→ **Assignment**
The data follows. Retype every entry exactly.

→ **Supplied data**
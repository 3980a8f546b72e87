//! Timer-driven collection loop feeding the history ring and the hub.

use crate::hub::HubHandle;
use crate::metrics::{HistoryRing, SnapshotSource};
use std::sync::Arc;
use std::time::Duration;
use tokio::task::JoinHandle;
use tokio::time::{self, Instant, MissedTickBehavior};
use tokio_util::sync::CancellationToken;
use tracing::{debug, error, info, warn};

/// Periodically samples a source, records the result and publishes it.
pub struct CollectionLoop<S> {
    source: S,
    ring: Arc<HistoryRing>,
    hub: HubHandle,
    interval: Duration,
}

impl<S: SnapshotSource + 'static> CollectionLoop<S> {
    /// `interval` must be non-zero; see [`crate::MonitorConfig::validate`].
    pub fn new(source: S, ring: Arc<HistoryRing>, hub: HubHandle, interval: Duration) -> Self {
        Self {
            source,
            ring,
            hub,
            interval,
        }
    }

    /// Run the loop on its own task until `cancel` fires.
    pub fn spawn(self, cancel: CancellationToken) -> JoinHandle<()> {
        tokio::spawn(self.run(cancel))
    }

    /// Run the loop until `cancel` fires.
    ///
    /// Each tick waits for the interval, takes one sample and, on success,
    /// appends it to the ring before publishing it. A failed sample is logged
    /// and skipped. Cancellation abandons an in-flight sample, after which
    /// neither the ring nor the hub is touched again.
    pub async fn run(mut self, cancel: CancellationToken) {
        let mut ticker = time::interval_at(Instant::now() + self.interval, self.interval);
        ticker.set_missed_tick_behavior(MissedTickBehavior::Delay);
        info!("Collection loop started with {:?} interval", self.interval);

        loop {
            tokio::select! {
                biased;
                _ = cancel.cancelled() => break,
                _ = ticker.tick() => {}
            }

            let sampled = tokio::select! {
                biased;
                _ = cancel.cancelled() => break,
                sampled = self.source.sample() => sampled,
            };

            match sampled {
                Ok(snapshot) => {
                    let sequence = self.ring.add(snapshot.clone());
                    if let Err(e) = self.hub.publish_recorded(sequence, snapshot) {
                        warn!("Failed to publish snapshot: {}", e);
                    }
                    debug!("Recorded snapshot ({} in history)", self.ring.size());
                }
                Err(e) => error!("Error collecting metrics: {}", e),
            }
        }

        info!("Collection loop stopped");
    }
}
//! 首次下载时初始化作品目录：按站点与作品编号查找预设文件，否则写入默认模板。
//! 已存在的文件一律不覆盖。

use std::fs;
use std::io;
use std::path::{Path, PathBuf};

use tracing::debug;

pub const SETTING_FILE_NAME: &str = "setting.ini";
pub const REPLACE_FILE_NAME: &str = "replace.txt";

const SCAFFOLD_FILES: [&str; 2] = [SETTING_FILE_NAME, REPLACE_FILE_NAME];

pub struct ScaffoldContext<'a> {
    pub work_dir: &'a Path,
    pub domain: &'a str,
    pub ncode: &'a str,
    pub title: &'a str,
    pub toc_url: &'a str,
}

pub trait LayoutScaffold {
    fn init_work_dir(&self, ctx: &ScaffoldContext<'_>) -> io::Result<()>;
}

pub struct PresetScaffold {
    preset_dir: PathBuf,
}

impl PresetScaffold {
    pub fn new(preset_dir: impl Into<PathBuf>) -> Self {
        Self {
            preset_dir: preset_dir.into(),
        }
    }

    fn template(file_name: &str, ctx: &ScaffoldContext<'_>) -> String {
        match file_name {
            SETTING_FILE_NAME => format!(
                "; {}\n; {}\n;\n; 作品单独的转换设置。\n",
                ctx.title, ctx.toc_url
            ),
            _ => "; 置换规则：每行一条，`置换前<TAB>置换后`。\n".to_string(),
        }
    }
}

impl LayoutScaffold for PresetScaffold {
    fn init_work_dir(&self, ctx: &ScaffoldContext<'_>) -> io::Result<()> {
        fs::create_dir_all(ctx.work_dir)?;
        let special = self.preset_dir.join(ctx.domain).join(ctx.ncode);

        for file_name in SCAFFOLD_FILES {
            let dest = ctx.work_dir.join(file_name);
            if dest.exists() {
                continue;
            }
            let preset = special.join(file_name);
            if !ctx.ncode.is_empty() && preset.is_file() {
                debug!(target: "scaffold", from = %preset.display(), "复制预设文件");
                fs::copy(&preset, &dest)?;
            } else {
                fs::write(&dest, Self::template(file_name, ctx))?;
            }
        }
        Ok(())
    }
}

#[cfg(test)]
mod tests {
    use super::*;

    fn ctx<'a>(work_dir: &'a Path, ncode: &'a str) -> ScaffoldContext<'a> {
        ScaffoldContext {
            work_dir,
            domain: "ncode.syosetu.com",
            ncode,
            title: "作品",
            toc_url: "https://ncode.syosetu.com/n0001a/",
        }
    }

    #[test]
    fn writes_templates_without_preset() {
        let root = tempfile::tempdir().unwrap();
        let work = root.path().join("work");
        PresetScaffold::new(root.path().join("preset"))
            .init_work_dir(&ctx(&work, "n0001a"))
            .unwrap();
        let setting = fs::read_to_string(work.join(SETTING_FILE_NAME)).unwrap();
        assert!(setting.contains("作品"));
        assert!(work.join(REPLACE_FILE_NAME).is_file());
    }

    #[test]
    fn preset_files_take_priority_per_file() {
        let root = tempfile::tempdir().unwrap();
        let preset = root.path().join("preset");
        let special = preset.join("ncode.syosetu.com").join("n0001a");
        fs::create_dir_all(&special).unwrap();
        fs::write(special.join(REPLACE_FILE_NAME), "a\tb\n").unwrap();

        let work = root.path().join("work");
        PresetScaffold::new(&preset)
            .init_work_dir(&ctx(&work, "n0001a"))
            .unwrap();
        assert_eq!(fs::read_to_string(work.join(REPLACE_FILE_NAME)).unwrap(), "a\tb\n");
        assert!(
            fs::read_to_string(work.join(SETTING_FILE_NAME))
                .unwrap()
                .starts_with("; 作品")
        );
    }

    #[test]
    fn existing_files_are_never_overwritten() {
        let root = tempfile::tempdir().unwrap();
        let work = root.path().join("work");
        fs::create_dir_all(&work).unwrap();
        fs::write(work.join(SETTING_FILE_NAME), "mine").unwrap();
        PresetScaffold::new(root.path().join("preset"))
            .init_work_dir(&ctx(&work, "n0001a"))
            .unwrap();
        assert_eq!(fs::read_to_string(work.join(SETTING_FILE_NAME)).unwrap(), "mine");
    }
}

→ **Exercise solution**
repository 3980a8f546b72e87
//! Timer-driven collection loop feeding the history ring and the hub.

use crate::hub::HubHandle;
use crate::metrics::{HistoryRing, SnapshotSource};
use std::sync::Arc;
use std::time::Duration;
use tokio::task::JoinHandle;
use tokio::time::{self, Instant, MissedTickBehavior};
use tokio_util::sync::CancellationToken;
use tracing::{debug, error, info, warn};

/// Periodically samples a source, records the result and publishes it.
pub struct CollectionLoop<S> {
    source: S,
    ring: Arc<HistoryRing>,
    hub: HubHandle,
    interval: Duration,
}

impl<S: SnapshotSource + 'static> CollectionLoop<S> {
    /// `interval` must be non-zero; see [`crate::MonitorConfig::validate`].
    pub fn new(source: S, ring: Arc<HistoryRing>, hub: HubHandle, interval: Duration) -> Self {
        Self {
            source,
            ring,
            hub,
            interval,
        }
    }

    /// Run the loop on its own task until `cancel` fires.
    pub fn spawn(self, cancel: CancellationToken) -> JoinHandle<()> {
        tokio::spawn(self.run(cancel))
    }

    /// Run the loop until `cancel` fires.
    ///
    /// Each tick waits for the interval, takes one sample and, on success,
    /// appends it to the ring before publishing it. A failed sample is logged
    /// and skipped. Cancellation abandons an in-flight sample, after which
    /// neither the ring nor the hub is touched again.
    pub async fn run(mut self, cancel: CancellationToken) {
        let mut ticker = time::interval_at(Instant::now() + self.interval, self.interval);
        ticker.set_missed_tick_behavior(MissedTickBehavior::Delay);
        info!("Collection loop started with {:?} interval", self.interval);

        loop {
            tokio::select! {
                biased;
                _ = cancel.cancelled() => break,
                _ = ticker.tick() => {}
            }

            let sampled = tokio::select! {
                biased;
                _ = cancel.cancelled() => break,
                sampled = self.source.sample() => sampled,
            };

            match sampled {
                Ok(snapshot) => {
                    let sequence = self.ring.add(snapshot.clone());
                    if let Err(e) = self.hub.publish_recorded(sequence, snapshot) {
                        warn!("Failed to publish snapshot: {}", e);
                    }
                    debug!("Recorded snapshot ({} in history)", self.ring.size());
                }
                Err(e) => error!("Error collecting metrics: {}", e),
            }
        }

        info!("Collection loop stopped");
    }
}
//! 首次下载时初始化作品目录：按站点与作品编号查找预设文件，否则写入默认模板。
//! 已存在的文件一律不覆盖。

use std::fs;
use std::io;
use std::path::{Path, PathBuf};

use tracing::debug;

pub const SETTING_FILE_NAME: &str = "setting.ini";
pub const REPLACE_FILE_NAME: &str = "replace.txt";

const SCAFFOLD_FILES: [&str; 2] = [SETTING_FILE_NAME, REPLACE_FILE_NAME];

pub struct ScaffoldContext<'a> {
    pub work_dir: &'a Path,
    pub domain: &'a str,
    pub ncode: &'a str,
    pub title: &'a str,
    pub toc_url: &'a str,
}

pub trait LayoutScaffold {
    fn init_work_dir(&self, ctx: &ScaffoldContext<'_>) -> io::Result<()>;
}

pub struct PresetScaffold {
    preset_dir: PathBuf,
}

impl PresetScaffold {
    pub fn new(preset_dir: impl Into<PathBuf>) -> Self {
        Self {
            preset_dir: preset_dir.into(),
        }
    }

    fn template(file_name: &str, ctx: &ScaffoldContext<'_>) -> String {
        match file_name {
            SETTING_FILE_NAME => format!(
                "; {}\n; {}\n;\n; 作品单独的转换设置。\n",
                ctx.title, ctx.toc_url
            ),
            _ => "; 置换规则：每行一条，`置换前<TAB>置换后`。\n".to_string(),
        }
    }
}

impl LayoutScaffold for PresetScaffold {
    fn init_work_dir(&self, ctx: &ScaffoldContext<'_>) -> io::Result<()> {
        fs::create_dir_all(ctx.work_dir)?;
        let special = self.preset_dir.join(ctx.domain).join(ctx.ncode);

        for file_name in SCAFFOLD_FILES {
            let dest = ctx.work_dir.join(file_name);
            if dest.exists() {
                continue;
            }
            let preset = special.join(file_name);
            if !ctx.ncode.is_empty() && preset.is_file() {
                debug!(target: "scaffold", from = %preset.display(), "复制预设文件");
                fs::copy(&preset, &dest)?;
            } else {
                fs::write(&dest, Self::template(file_name, ctx))?;
            }
        }
        Ok(())
    }
}

#[cfg(test)]
mod tests {
    use super::*;

    fn ctx<'a>(work_dir: &'a Path, ncode: &'a str) -> ScaffoldContext<'a> {
        ScaffoldContext {
            work_dir,
            domain: "ncode.syosetu.com",
            ncode,
            title: "作品",
            toc_url: "https://ncode.syosetu.com/n0001a/",
        }
    }

    #[test]
    fn writes_templates_without_preset() {
        let root = tempfile::tempdir().unwrap();
        let work = root.path().join("work");
        PresetScaffold::new(root.path().join("preset"))
            .init_work_dir(&ctx(&work, "n0001a"))
            .unwrap();
        let setting = fs::read_to_string(work.join(SETTING_FILE_NAME)).unwrap();
        assert!(setting.contains("作品"));
        assert!(work.join(REPLACE_FILE_NAME).is_file());
    }

    #[test]
    fn preset_files_take_priority_per_file() {
        let root = tempfile::tempdir().unwrap();
        let preset = root.path().join("preset");
        let special = preset.join("ncode.syosetu.com").join("n0001a");
        fs::create_dir_all(&special).unwrap();
        fs::write(special.join(REPLACE_FILE_NAME), "a\tb\n").unwrap();

        let work = root.path().join("work");
        PresetScaffold::new(&preset)
            .init_work_dir(&ctx(&work, "n0001a"))
            .unwrap();
        assert_eq!(fs::read_to_string(work.join(REPLACE_FILE_NAME)).unwrap(), "a\tb\n");
        assert!(
            fs::read_to_string(work.join(SETTING_FILE_NAME))
                .unwrap()
                .starts_with("; 作品")
        );
    }

    #[test]
    fn existing_files_are_never_overwritten() {
        let root = tempfile::tempdir().unwrap();
        let work = root.path().join("work");
        fs::create_dir_all(&work).unwrap();
        fs::write(work.join(SETTING_FILE_NAME), "mine").unwrap();
        PresetScaffold::new(root.path().join("preset"))
            .init_work_dir(&ctx(&work, "n0001a"))
            .unwrap();
        assert_eq!(fs::read_to_string(work.join(SETTING_FILE_NAME)).unwrap(), "mine");
    }
}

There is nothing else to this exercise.